Afirmaram que, como juiz, ele deveria apenas verificar a voluntariedade da colaboração, mas que adentrou no conteúdo das acusações feitas pelo doleiro.

Além disso, antes da sentença, Moro juntou ao processo cerca de 800 páginas de documentos sobre o caso que não teriam sido pedidas pelo Ministério Público Federal.

Relator do caso no STF, Edson Fachin já havia negado monocraticamente o recurso da defesa de Krug, que já havia sido refutado no Tribunal Regional Federal da 4ª Região (TRF-4) e no STJ.

O doleiro foi condenado a 12 anos de prisão por lavagem e evasão de divisas e cumpriu 4 anos da pena no regime fechado.

“É uma decisão importantíssima, reafirma a jurisprudência do STF da existência de um sistema acusatório, que separa as funções do acusador e do juiz, de forma a garantir a imparcialidade do juiz no processo, como exige a Constituição e o Pacto de San José da Costa Rica”, disse o advogado Cal Garcia após o julgamento.

 

A cama já está preparada para anular a condenação de Lula no caso do triplex, imposta por Moro e confirmada em três instâncias.

EX-JUIZ EMITE NOTA

Sergio Moro comentou, em nota, a decisão da Segunda Turma do STF que anulou uma condenação que proferiu em 2008 no caso Banestado, por quebra de imparcialidade.

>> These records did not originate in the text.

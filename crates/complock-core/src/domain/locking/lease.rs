//! Lease store for cross-process edit locks
//!
//! A lease is a row in `edit_locks`. The unique index on
//! `(component_id, exclusive)` admits at most one exclusive row per
//! component, so a successful insert is the only proof of ownership.

use async_trait::async_trait;
use chrono::{DateTime, Utc};
use serde::{Deserialize, Serialize};
use sqlx::pool::PoolConnection;
use sqlx::{Executor, Sqlite, SqlitePool};
use std::time::Duration;
use tracing::{debug, warn};

use crate::error::{Error, Result};

/// Marker stored in the `exclusive` column of exclusive leases
pub const EXCLUSIVE_MARKER: &str = "true";

/// A persisted edit lease
#[derive(Debug, Clone, PartialEq, Eq, Serialize, Deserialize)]
pub struct Lease {
    pub component_id: String,
    pub session: String,
    pub user_id: String,
    pub version: i64,
    pub lease_start: DateTime<Utc>,
    pub exclusive: bool,
}

impl Lease {
    /// Create an exclusive lease starting now
    pub fn exclusive(component_id: &str, session: &str, user_id: &str) -> Self {
        Self {
            component_id: component_id.to_string(),
            session: session.to_string(),
            user_id: user_id.to_string(),
            version: 0,
            lease_start: Utc::now(),
            exclusive: true,
        }
    }

    /// Override the lease start time
    pub fn started_at(mut self, lease_start: DateTime<Utc>) -> Self {
        self.lease_start = lease_start;
        self
    }

    /// Age of the lease relative to `now`
    pub fn age(&self, now: DateTime<Utc>) -> Duration {
        (now - self.lease_start).to_std().unwrap_or_default()
    }

    /// Whether the lease is older than `timeout`
    pub fn is_expired(&self, timeout: Duration, now: DateTime<Utc>) -> bool {
        self.age(now) > timeout
    }
}

/// Cutoff instant for a lease timeout: rows started before it are expired
pub fn expiry_cutoff(timeout: Duration, now: DateTime<Utc>) -> DateTime<Utc> {
    chrono::Duration::from_std(timeout)
        .ok()
        .and_then(|timeout| now.checked_sub_signed(timeout))
        .unwrap_or(DateTime::<Utc>::MIN_UTC)
}

/// Storage operations for edit leases
#[async_trait]
pub trait LeaseStore: Send + Sync {
    /// Insert a lease; `Ok(false)` when the uniqueness constraint rejects it
    async fn try_insert(&self, lease: &Lease) -> Result<bool>;

    /// Delete the lease owned by `session`
    async fn delete(&self, component_id: &str, session: &str) -> Result<u64>;

    /// Delete leases for a component that started before `cutoff`
    async fn delete_expired(&self, component_id: &str, cutoff: DateTime<Utc>) -> Result<u64>;

    /// Delete every lease for a component (administrative)
    async fn delete_all(&self, component_id: &str) -> Result<u64>;

    /// Get the exclusive lease for a component, if any
    async fn get(&self, component_id: &str) -> Result<Option<Lease>>;

    /// List all leases, oldest first
    async fn list(&self) -> Result<Vec<Lease>>;

    /// Delete every lease that started before `cutoff` (administrative)
    async fn purge_expired(&self, cutoff: DateTime<Utc>) -> Result<u64>;

    /// Take a connection for one acquisition without queueing behind busy ones
    ///
    /// `None` when every connection the store may open is in use.
    async fn try_reserve(&self) -> Option<Box<dyn LeaseReservation>>;
}

/// A store connection held for one acquisition round trip
#[async_trait]
pub trait LeaseReservation: Send {
    async fn try_insert(&mut self, lease: &Lease) -> Result<bool>;

    async fn delete_expired(&mut self, component_id: &str, cutoff: DateTime<Utc>) -> Result<u64>;
}

/// How long a reservation waits on a full pool for a connection being returned
///
/// Dropped pool connections go back to the pool on a spawned task, so one
/// released by the previous round trip may not be idle yet.
pub const RETURN_GRACE: Duration = Duration::from_millis(100);

/// SQLite-backed lease store
#[derive(Debug, Clone)]
pub struct SqliteLeaseStore {
    pool: SqlitePool,
}

impl SqliteLeaseStore {
    /// Create a new store with the given connection pool
    pub fn new(pool: SqlitePool) -> Self {
        Self { pool }
    }

    /// Get a reference to the underlying connection pool
    pub fn pool(&self) -> &SqlitePool {
        &self.pool
    }
}

#[async_trait]
impl LeaseStore for SqliteLeaseStore {
    async fn try_insert(&self, lease: &Lease) -> Result<bool> {
        insert_lease(&self.pool, lease).await
    }

    async fn delete(&self, component_id: &str, session: &str) -> Result<u64> {
        let result = sqlx::query("DELETE FROM edit_locks WHERE component_id = ? AND session = ?")
            .bind(component_id)
            .bind(session)
            .execute(&self.pool)
            .await
            .map_err(Error::DatabaseError)?;

        Ok(result.rows_affected())
    }

    async fn delete_expired(&self, component_id: &str, cutoff: DateTime<Utc>) -> Result<u64> {
        delete_expired_lease(&self.pool, component_id, cutoff).await
    }

    async fn delete_all(&self, component_id: &str) -> Result<u64> {
        let result = sqlx::query("DELETE FROM edit_locks WHERE component_id = ?")
            .bind(component_id)
            .execute(&self.pool)
            .await
            .map_err(Error::DatabaseError)?;

        Ok(result.rows_affected())
    }

    async fn get(&self, component_id: &str) -> Result<Option<Lease>> {
        let row: Option<LeaseRow> = sqlx::query_as(
            r#"
            SELECT component_id, session, user_id, version, lease_start, exclusive
            FROM edit_locks
            WHERE component_id = ? AND exclusive = ?
            "#,
        )
        .bind(component_id)
        .bind(EXCLUSIVE_MARKER)
        .fetch_optional(&self.pool)
        .await
        .map_err(Error::DatabaseError)?;

        Ok(row.map(LeaseRow::into_lease))
    }

    async fn list(&self) -> Result<Vec<Lease>> {
        let rows: Vec<LeaseRow> = sqlx::query_as(
            r#"
            SELECT component_id, session, user_id, version, lease_start, exclusive
            FROM edit_locks
            ORDER BY julianday(lease_start) ASC, component_id ASC
            "#,
        )
        .fetch_all(&self.pool)
        .await
        .map_err(Error::DatabaseError)?;

        Ok(rows.into_iter().map(LeaseRow::into_lease).collect())
    }

    async fn purge_expired(&self, cutoff: DateTime<Utc>) -> Result<u64> {
        let result = sqlx::query("DELETE FROM edit_locks WHERE julianday(lease_start) < julianday(?)")
            .bind(cutoff)
            .execute(&self.pool)
            .await
            .map_err(Error::DatabaseError)?;

        Ok(result.rows_affected())
    }

    async fn try_reserve(&self) -> Option<Box<dyn LeaseReservation>> {
        if let Some(conn) = self.pool.try_acquire() {
            return Some(Box::new(SqliteReservation { conn }));
        }

        let options = self.pool.options();
        let wait = if self.pool.size() >= options.get_max_connections() {
            RETURN_GRACE
        } else {
            // Room to open a fresh connection
            options.get_acquire_timeout()
        };

        match tokio::time::timeout(wait, self.pool.acquire()).await {
            Ok(Ok(conn)) => Some(Box::new(SqliteReservation { conn })),
            Ok(Err(e)) => {
                warn!(error = %e, "Could not open lease connection");
                None
            }
            Err(_) => {
                debug!(size = self.pool.size(), idle = self.pool.num_idle(), "Lease pool exhausted");
                None
            }
        }
    }
}

/// Pooled connection pinned for one acquisition
struct SqliteReservation {
    conn: PoolConnection<Sqlite>,
}

#[async_trait]
impl LeaseReservation for SqliteReservation {
    async fn try_insert(&mut self, lease: &Lease) -> Result<bool> {
        insert_lease(&mut *self.conn, lease).await
    }

    async fn delete_expired(&mut self, component_id: &str, cutoff: DateTime<Utc>) -> Result<u64> {
        delete_expired_lease(&mut *self.conn, component_id, cutoff).await
    }
}

async fn insert_lease<'e, E>(executor: E, lease: &Lease) -> Result<bool>
where
    E: Executor<'e, Database = Sqlite>,
{
    let exclusive = lease.exclusive.then_some(EXCLUSIVE_MARKER);

    let result = sqlx::query(
        r#"
        INSERT INTO edit_locks (component_id, session, user_id, version, lease_start, exclusive)
        VALUES (?, ?, ?, ?, ?, ?)
        "#,
    )
    .bind(&lease.component_id)
    .bind(&lease.session)
    .bind(&lease.user_id)
    .bind(lease.version)
    .bind(lease.lease_start)
    .bind(exclusive)
    .execute(executor)
    .await;

    match result {
        Ok(_) => Ok(true),
        Err(sqlx::Error::Database(db_err)) if db_err.is_unique_violation() => {
            debug!(component_id = %lease.component_id, "Lease insert rejected by unique index");
            Ok(false)
        }
        Err(e) => Err(Error::DatabaseError(e)),
    }
}

async fn delete_expired_lease<'e, E>(executor: E, component_id: &str, cutoff: DateTime<Utc>) -> Result<u64>
where
    E: Executor<'e, Database = Sqlite>,
{
    let result = sqlx::query(
        r#"
        DELETE FROM edit_locks
        WHERE component_id = ?
        AND julianday(lease_start) < julianday(?)
        "#,
    )
    .bind(component_id)
    .bind(cutoff)
    .execute(executor)
    .await
    .map_err(Error::DatabaseError)?;

    Ok(result.rows_affected())
}

/// Database row for a lease
#[derive(sqlx::FromRow)]
struct LeaseRow {
    component_id: String,
    session: String,
    user_id: String,
    version: i64,
    lease_start: DateTime<Utc>,
    exclusive: Option<String>,
}

impl LeaseRow {
    fn into_lease(self) -> Lease {
        Lease {
            component_id: self.component_id,
            session: self.session,
            user_id: self.user_id,
            version: self.version,
            lease_start: self.lease_start,
            exclusive: self.exclusive.as_deref() == Some(EXCLUSIVE_MARKER),
        }
    }
}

“Em toda minha trajetória como Juiz Federal, sempre agi com imparcialidade, equilíbrio, discrição e ética, como pressupõe a atuação de qualquer magistrado”, afirmou.

 “No caso específico, apenas utilizei o poder de instrução probatória complementar previsto nos artigos 156, II, e 404 do Código de processo penal, mandando juntar aos autos documentos necessários ao julgamento da causa”, diz o ex-juiz na nota.

“Foi uma atuação regular, reconhecida e confirmada pelo TRF4 e pelo Superior Tribunal de Justiça e agora recebeu um julgamento dividido no STF que favoreceu o condenado.”

Mais cedo, com um empate, a Segunda Turma anulou a condenação do doleiro Paulo Kruger.

A defesa alegou que Moro atuou como investigador, ao interrogar o doleiro Alberto Youssef em profundidade sobre o esquema de lavagem antes de homologar sua delação premiada.

Além disso, teria juntado ao processo, antes da sentença, documentos do caso não pedidos pelo Ministério Público Federal.